Я говорил прошлой осенью с одним партизаном-кавказцем. Он жаловался на недовольство партизан. "Чем недовольны, голодаете?" - "Нет, не голодаем, у нас край богатый, а оттерли нас от власти". -- "Кто же у власти, кулаки, что ли?" -- "Нет, кулаки еще не дошли до власти, а какая-то серединка, ни то ни се". Это буквально партизан говорит: "Кулак, - продолжает он, - тоже недоволен: "сила уже моя, а власть еще не моя". Если понадобится, я назову, когда, где и какой партизан мне это говорил. Это, товарищи, характеризует обстановку на Северном Кавказе. Но это же есть и в Москве.
С этим связан вопрос о рабочем государстве. Одна из многих постыдных лжей, которые через "Правду" систематически распространяются, состоит в том, будто бы я сказал, что наше государство не рабочее. Это сделано на основании фальсификаторского использования моей невыправленной стенограммы, где я просто излагал ленинское отношение к
советскому государству и противоспоставлял его молотовской позиции. Ленин говорил, что мы взяли многое худшее из царского аппарата. А что вы говорите сейчас? Вы создаете фетиш рабочего государства и хотите освятить данное государство, как своего рода государство "божьей милостью". Кто является наиболее законченным теоретиком такого освящения? Молотов. Это его заслуга.

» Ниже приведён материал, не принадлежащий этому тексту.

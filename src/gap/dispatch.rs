//! 并行派发与按序合并
//!
//! 每个任务一次独立的补全调用，互不取消；全部落定后按任务原始顺序逐个写入图，
//! 两次写入之间留出固定间隔。

use std::sync::Arc;
use std::time::Duration;

use futures_util::future::join_all;
use tokio::sync::broadcast;

use crate::gap::prompts::{task_prompt, GAP_SYSTEM};
use crate::gap::GapEvent;
use crate::graph::{EntityId, EntityStore, NewNode, NodeKind, NodeMetadata};
use crate::llm::{CompletionRequest, LlmClient, LlmError};

/// 单个失败任务（信息性，不是异常）
#[derive(Debug, Clone, PartialEq, Eq)]
pub struct TaskFailure {
    pub index: usize,
    pub task: String,
    pub error: String,
}

/// 并行批次结果
#[derive(Debug, Clone, Default, PartialEq, Eq)]
pub struct BatchReport {
    /// 新节点，按任务原始顺序
    pub created: Vec<EntityId>,
    pub failures: Vec<TaskFailure>,
}

impl BatchReport {
    /// 至少一个任务成功即视为成功
    pub fn is_success(&self) -> bool {
        !self.created.is_empty()
    }

    pub fn failed_count(&self) -> usize {
        self.failures.len()
    }
}

/// 并发执行所有任务；返回结果与 tasks 一一对应（与完成顺序无关）
pub async fn explore_concurrently(
    llm: Arc<dyn LlmClient>,
    context_json: Arc<str>,
    query: &str,
    tasks: &[String],
    max_tokens: u32,
    events: Option<&broadcast::Sender<GapEvent>>,
) -> Vec<Result<String, LlmError>> {
    let calls = tasks.iter().enumerate().map(|(index, task)| {
        let llm = Arc::clone(&llm);
        let request = CompletionRequest::prompt(task_prompt(&context_json, query, task), max_tokens)
            .with_system(GAP_SYSTEM);
        let events = events.cloned();
        async move {
            let result = llm.complete(request).await;
            if let Some(tx) = events {
                let _ = tx.send(GapEvent::TaskSettled {
                    index,
                    ok: result.is_ok(),
                });
            }
            result
        }
    });
    join_all(calls).await
}

/// 按任务顺序把成功结果追加为 parent 下的兄弟节点
pub async fn merge_in_order(
    store: &mut EntityStore,
    parent: &EntityId,
    tasks: &[String],
    results: Vec<Result<String, LlmError>>,
    merge_delay: Duration,
    events: Option<&broadcast::Sender<GapEvent>>,
) -> BatchReport {
    let mut report = BatchReport::default();

    for (index, (task, result)) in tasks.iter().zip(results).enumerate() {
        let content = match result {
            Ok(content) => content,
            Err(e) => {
                tracing::warn!(index, task = %task, error = %e, "parallel task failed");
                report.failures.push(TaskFailure {
                    index,
                    task: task.clone(),
                    error: e.to_string(),
                });
                continue;
            }
        };

        if !report.created.is_empty() && !merge_delay.is_zero() {
            tokio::time::sleep(merge_delay).await;
        }

        let metadata = NodeMetadata {
            task: Some(task.clone()),
            ..Default::default()
        };
        match store.add_node(
            NewNode::new(parent.clone(), content)
                .kind(NodeKind::AiResponse)
                .title(task.clone())
                .metadata(metadata),
        ) {
            Ok(node) => {
                tracing::info!(index, node = %node, "parallel result merged");
                if let Some(tx) = events {
                    let _ = tx.send(GapEvent::NodeMerged {
                        index,
                        node: node.clone(),
                    });
                }
                report.created.push(node);
            }
            Err(e) => {
                tracing::warn!(index, error = %e, "parallel result could not be merged");
                report.failures.push(TaskFailure {
                    index,
                    task: task.clone(),
                    error: e.to_string(),
                });
            }
        }
    }

    report
}
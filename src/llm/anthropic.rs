//! Anthropic Messages API 客户端（reqwest 直连）
//!
//! 与 OpenAI 兼容后端不同，这里能拿到原始 HTTP 状态码，因此限流 / 配额 / 服务端错误按状态码精确分类。

use std::time::Duration;

use async_trait::async_trait;
use serde::{Deserialize, Serialize};

use crate::llm::{CompletionRequest, LlmClient, LlmError, Message};

pub const ANTHROPIC_BASE_URL: &str = "https://api.anthropic.com";
pub const ANTHROPIC_VERSION: &str = "2023-06-01";

#[derive(Serialize)]
struct MessagesBody<'a> {
    model: &'a str,
    max_tokens: u32,
    #[serde(skip_serializing_if = "Option::is_none")]
    system: Option<&'a str>,
    messages: &'a [Message],
}

#[derive(Deserialize)]
struct MessagesResponse {
    #[serde(default)]
    content: Vec<ContentBlock>,
}

#[derive(Deserialize)]
struct ContentBlock {
    #[serde(rename = "type")]
    kind: String,
    #[serde(default)]
    text: Option<String>,
}

pub struct AnthropicClient {
    http: reqwest::Client,
    base_url: String,
    api_key: String,
    model: String,
}

impl AnthropicClient {
    pub fn new(base_url: Option<&str>, model: &str, api_key: Option<&str>, timeout_secs: u64) -> Self {
        let api_key = api_key
            .map(String::from)
            .or_else(|| std::env::var("ANTHROPIC_API_KEY").ok())
            .unwrap_or_default();
        let http = reqwest::Client::builder()
            .timeout(Duration::from_secs(timeout_secs.max(1)))
            .build()
            .unwrap_or_default();
        Self {
            http,
            base_url: base_url.unwrap_or(ANTHROPIC_BASE_URL).trim_end_matches('/').to_string(),
            api_key,
            model: model.to_string(),
        }
    }
}

#[async_trait]
impl LlmClient for AnthropicClient {
    async fn complete(&self, request: CompletionRequest) -> Result<String, LlmError> {
        let body = MessagesBody {
            model: &self.model,
            max_tokens: request.max_tokens,
            system: request.system.as_deref(),
            messages: &request.messages,
        };

        let response = self
            .http
            .post(format!("{}/v1/messages", self.base_url))
            .header("x-api-key", &self.api_key)
            .header("anthropic-version", ANTHROPIC_VERSION)
            .json(&body)
            .send()
            .await
            .map_err(|e| LlmError::Network(e.to_string()))?;

        let status = response.status();
        if !status.is_success() {
            let text = response.text().await.unwrap_or_default();
            return Err(LlmError::from_status(status.as_u16(), text));
        }

        let parsed: MessagesResponse = response
            .json()
            .await
            .map_err(|e| LlmError::InvalidResponse(e.to_string()))?;

        let text: String = parsed
            .content
            .into_iter()
            .filter(|b| b.kind == "text")
            .filter_map(|b| b.text)
            .collect();
        if text.is_empty() {
            return Err(LlmError::InvalidResponse("no text content".to_string()));
        }
        Ok(text)
    }
}
//! 核心层：错误汇总与恢复建议、工作区（当前宇宙 + 宇宙库）

pub mod error;
pub mod recovery;
pub mod workspace;

pub use error::{NexusError, RecoveryAction};
pub use recovery::RecoveryEngine;
pub use workspace::Workspace;
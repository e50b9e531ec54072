//! Cache Module
//!
//! Provides in-memory caching with random eviction and lazy TTL expiry.

mod clock;
mod random_map;
mod snapshot;
mod stats;
mod store;


// Re-export public types
pub use clock::{Clock, ManualClock, SystemClock};
pub use random_map::RandomMap;
pub use snapshot::{peek_version, Snapshot, FORMAT_VERSION};
pub use stats::CacheStats;
pub use store::BoundedTtlCache;
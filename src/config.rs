//! Configuration Module
//!
//! Handles loading and validating cache configuration from environment variables.

use std::env;
use std::time::Duration;

use crate::error::{CacheError, Result};

/// Cache configuration parameters.
///
/// All values can be configured via environment variables with sensible defaults.
#[derive(Debug, Clone, PartialEq, Eq)]
pub struct Config {
    /// Maximum number of entries a cache can hold
    pub capacity: usize,
    /// Entry lifetime in seconds
    pub ttl_secs: u64,
    /// Bypass the cache instead of failing on arguments that cannot form a key
    pub tolerate_unhashable_args: bool,
}

impl Config {
    /// Creates a new Config by loading values from environment variables.
    ///
    /// # Environment Variables
    /// - `RANDCACHE_CAPACITY` - Maximum cache entries (default: 128)
    /// - `RANDCACHE_TTL` - Entry lifetime in seconds (default: 300)
    /// - `RANDCACHE_TOLERATE_UNHASHABLE` - Bypass on unhashable arguments (default: false)
    pub fn from_env() -> Self {
        Self::from_lookup(|name| env::var(name).ok())
    }

    fn from_lookup<F>(lookup: F) -> Self
    where
        F: Fn(&str) -> Option<String>,
    {
        let defaults = Self::default();
        Self {
            capacity: lookup("RANDCACHE_CAPACITY")
                .and_then(|v| v.parse().ok())
                .unwrap_or(defaults.capacity),
            ttl_secs: lookup("RANDCACHE_TTL")
                .and_then(|v| v.parse().ok())
                .unwrap_or(defaults.ttl_secs),
            tolerate_unhashable_args: lookup("RANDCACHE_TOLERATE_UNHASHABLE")
                .and_then(|v| v.parse().ok())
                .unwrap_or(defaults.tolerate_unhashable_args),
        }
    }

    /// Entry lifetime as a `Duration`.
    pub fn ttl(&self) -> Duration {
        Duration::from_secs(self.ttl_secs)
    }

    /// Rejects a zero capacity.
    pub fn validate(&self) -> Result<()> {
        if self.capacity == 0 {
            return Err(CacheError::InvalidConfig(
                "capacity must be greater than zero".to_string(),
            ));
        }
        Ok(())
    }
}

impl Default for Config {
    fn default() -> Self {
        Self {
            capacity: 128,
            ttl_secs: 300,
            tolerate_unhashable_args: false,
        }
    }
}

#[cfg(test)]
mod tests {
    use super::*;
    use std::collections::HashMap;

    fn lookup_from(vars: &[(&str, &str)]) -> impl Fn(&str) -> Option<String> {
        let vars: HashMap<String, String> = vars
            .iter()
            .map(|(k, v)| (k.to_string(), v.to_string()))
            .collect();
        move |name| vars.get(name).cloned()
    }

    #[test]
    fn test_config_default() {
        let config = Config::default();
        assert_eq!(config.capacity, 128);
        assert_eq!(config.ttl_secs, 300);
        assert!(!config.tolerate_unhashable_args);
        assert_eq!(config.ttl(), Duration::from_secs(300));
    }

    #[test]
    fn test_config_lookup_defaults() {
        let config = Config::from_lookup(lookup_from(&[]));
        assert_eq!(config, Config::default());
    }

    #[test]
    fn test_config_lookup_overrides() {
        let config = Config::from_lookup(lookup_from(&[
            ("RANDCACHE_CAPACITY", "16"),
            ("RANDCACHE_TTL", "10"),
            ("RANDCACHE_TOLERATE_UNHASHABLE", "true"),
        ]));
        assert_eq!(config.capacity, 16);
        assert_eq!(config.ttl_secs, 10);
        assert!(config.tolerate_unhashable_args);
    }

    #[test]
    fn test_config_lookup_unparsable_falls_back() {
        let config = Config::from_lookup(lookup_from(&[
            ("RANDCACHE_CAPACITY", "lots"),
            ("RANDCACHE_TTL", "-5"),
            ("RANDCACHE_TOLERATE_UNHASHABLE", "yes"),
        ]));
        assert_eq!(config, Config::default());
    }

    #[test]
    fn test_config_validate() {
        assert!(Config::default().validate().is_ok());

        let config = Config {
            capacity: 0,
            ..Config::default()
        };
        assert!(matches!(
            config.validate(),
            Err(CacheError::InvalidConfig(_))
        ));
    }
}
//! Error types for the cache
//!
//! Provides unified error handling using thiserror.

use thiserror::Error;

// == Cache Error Enum ==
/// Unified error type for the map, the cache and the memoizer.
#[derive(Error, Debug)]
pub enum CacheError {
    /// Key not present in the map or cache
    #[error("Key not found")]
    KeyNotFound,

    /// Random selection requested on an empty map
    #[error("Map is empty")]
    EmptyMap,

    /// Call arguments cannot be turned into a cache key
    #[error("Unhashable arguments: {0}")]
    UnhashableArguments(String),

    /// Rejected construction parameters
    #[error("Invalid configuration: {0}")]
    InvalidConfig(String),

    /// Snapshot could not be encoded or decoded
    #[error("Persistence error: {0}")]
    Persistence(#[from] serde_json::Error),

    /// Snapshot decoded but violates the entry/timestamp pairing
    #[error("Corrupt snapshot: {0}")]
    CorruptSnapshot(String),

    /// Reading or writing the snapshot stream failed
    #[error("I/O error: {0}")]
    Io(#[from] std::io::Error),
}

// == Result Type Alias ==
/// Convenience Result type for the cache.
pub type Result<T> = std::result::Result<T, CacheError>;

#[cfg(test)]
mod tests {
    use super::*;

    #[test]
    fn test_error_messages() {
        assert_eq!(CacheError::KeyNotFound.to_string(), "Key not found");
        assert_eq!(CacheError::EmptyMap.to_string(), "Map is empty");
        assert_eq!(
            CacheError::UnhashableArguments("list".to_string()).to_string(),
            "Unhashable arguments: list"
        );
        assert_eq!(
            CacheError::InvalidConfig("capacity must be positive".to_string()).to_string(),
            "Invalid configuration: capacity must be positive"
        );
    }

    #[test]
    fn test_from_serde_error() {
        let err = serde_json::from_slice::<u32>(b"not json").unwrap_err();
        let err: CacheError = err.into();
        assert!(matches!(err, CacheError::Persistence(_)));
    }

    #[test]
    fn test_from_io_error() {
        let err = std::io::Error::new(std::io::ErrorKind::UnexpectedEof, "short read");
        let err: CacheError = err.into();
        assert!(matches!(err, CacheError::Io(_)));
        assert!(err.to_string().contains("short read"));
    }
}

Я вам еще раз прочитаю его слова. Мою критику Молотова вы скрыли, а "Правда" извратила. Но вот что говорил Молотов против Каменева на XIV Московской губпартконференции ("Правда", 13 декабря 1925 г.): "Наше государство - рабочее государство... Но вот нам преподносят формулу, что наиболее правильным было бы сказать так: приблизить рабочий класс к нашему государству еще ближе... как это так? Мы должны поставить перед собой задачу приближать рабочих к нашему государству, а государство-то наше какое, - чье оно? Не рабочих ли? Государство не пролетариата разве? Как же можно приблизить к государству, т. е. самих же рабочих приближать к рабочему классу, стоящему у власти и управляющему государством?" Вот слова Молотова. Это есть, товарищи, самая тупоумная критика ленинского понимания данного рабочего государства, которое может стать подлинно и до конца рабочим лишь при гигантской работе критики, исправления, улучшения. А у Молотова говорится, что данное государство есть некоторый рабочий абсолют, который нельзя уже приблизить к массам. И к этому бюрократическому фетишизму относится мое возражение, вернее, мое изложение ленинского анализа советского государства. А про меня партии говорили, что я отрицаю рабочий характер нашего государства. Неверно это. (Реплики.)
Здесь говорят: "Что нужно сделать?" Если вы впрямь считаете, что против указанных мною явлений ничего поделать нельзя, значит вы признаете революцию погибшей. Потому что на нынешнем пути она должна погибнуть. Значит, вы то и есть настоящие пессимисты, хотя и самодовольные. Между тем, поправить положение, изменив политику, вполне возможно. Но прежде, чем решать, что делать, надо сказать, что есть, в какую сторону идут процессы. Если вы возьмете такой больной вопрос, как жилищный, то окажется, что тут происходит два процесса, выражающиеся в цифрах, которые вы легко можете проверить: пролетариат суживается в жилищах, а другие классы расширяются. Я уже не говорю о деревне, которая широко строится. Конечно, строятся не бедняки, а верхушка, кулак и крепкий середняк. А в городах? Так называемые "кустари", т. е. мелкая буржуазия, хозяйчики, торговцы, спецы, - на каждого из них больше кубатуры в этом году. А на рабочего в этом году меньше кубатуры, чем в прошлом году. Прежде чем говорить о том, что сделать, надо честно констатировать факты. И точно так же, как в жилищном вопросе, так и в быту, в литературе, в театре, в политике: нерабочие классы расширяются, раздвигают локти, а проле-тариат свертывается, сжимается.
Голос: А как же сделать, чтобы этого не было?
Троцкий: Если вы дадите мне час времени, я вам расскажу, как это сделать.
Орджоникидзе: Ваше время уже истекает.